Traditionally, the current season of the docutainment format “Drive To Survive” lands on the Netflix streaming service, a week before the new racing season begins. This is both irritating and ingenious at the same time: while Formula 1 fans are already thinking about the new cars, the new team compositions and possible surprises at the first race of the year (March 4th and 5th in Bahrain), the catapults popular show they suddenly go back a whole year. Back to the beginning of last season – the outcome of which we already know.

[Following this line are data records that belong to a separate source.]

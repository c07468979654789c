//! Core types and utilities

pub mod error;
pub mod logging;
pub mod config;

pub use error::Error;
pub use config::Config;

You might think that would be boring, but it isn’t. Many events that were only experienced from the perspective of the viewer during the TV broadcast of the races are illuminated here with relish from the inside perspective of the teams. Swearing team bosses, contrite drivers, angry drivers, stunned mechanics. “Drive To Survive” gives a face to the often ridiculed racing. Instead of a documentary series, it often gives the feeling of a soap opera. Emotions, ambition, enmity, friendship, victory and defeat – not even “GZSZ” can keep up.
And as much as the cool, controlled Mercedes boss Toto Wolff or the talkative and camera-loving Red Bull boss Christian Horner would like to be the face of this show – in the end it’s always Günther Steiner, boss of the rather weak Haas racing team, who wins the hearts of the audience wins. Furrowed face, cold sweat on his forehead, resignation in his eyes: there doesn’t seem to be a breather for the man. Haas has a really solid car in 2022, but the Russian driver Nikolai Mazepin is promptly eliminated due to the sanctions against Russia. Probably not the biggest loss in principle – Mazepin’s performances were far from satisfactory. But how do you get a new driver at such short notice?
Steiner has to call Kevin Magnussen from Denmark, whom he himself fired a few years earlier. Probably not the most pleasant call. And then Magnussen also does a 1A job – which seems to both confuse and shame the team boss.
Next problem: Mick Schumacher, the second driver in the stable, does not deliver compared to Magnussen, but crashes the expensive vehicle several times. Steiner is under pressure from team owner Gene Haas to get rid of the 23-year-old, while on the other hand all German fans feel like cheering for Schumacher junior and Mother Corinna is sitting in the backstage area in person, with whom no one from the motorsport industry really messes would want, out of respect. A bitter situation … as always.
We also watch as Mercedes, for the first time in what feels like decades, struggles with a car that doesn’t run perfectly. And how Ferrari tumbled down the table from a terrific start to the season through one strategy mistake after the other. And again, as an audience, we know how this will turn out: Ferrari team boss Mattia Binotto, who repeatedly has sympathetic appearances in “Drive To Survive”, will have to go at the end of the season. Mick Schumacher will also have to leave at the end of the season. There you sit in front of the television and sigh pitifully.
Of course, the question of who will win in the end is all about the fastest cars and the best drivers. But the whole thing only becomes entertaining when you know all the faces and stories behind the fast cars, when you know what a crash means for a team like Haas (namely that Günther Steiner murmurs depressed: ‘I’ll have to call Gene’ and has to shuffle to his office) and that a victory for Ferrari driver Carlos Sainz does not have to make Ferrari very happy. At the end of the day, it’s always the people behind the machines that are interesting.
Drive To Survive Season 5 is streaming now on Netflix.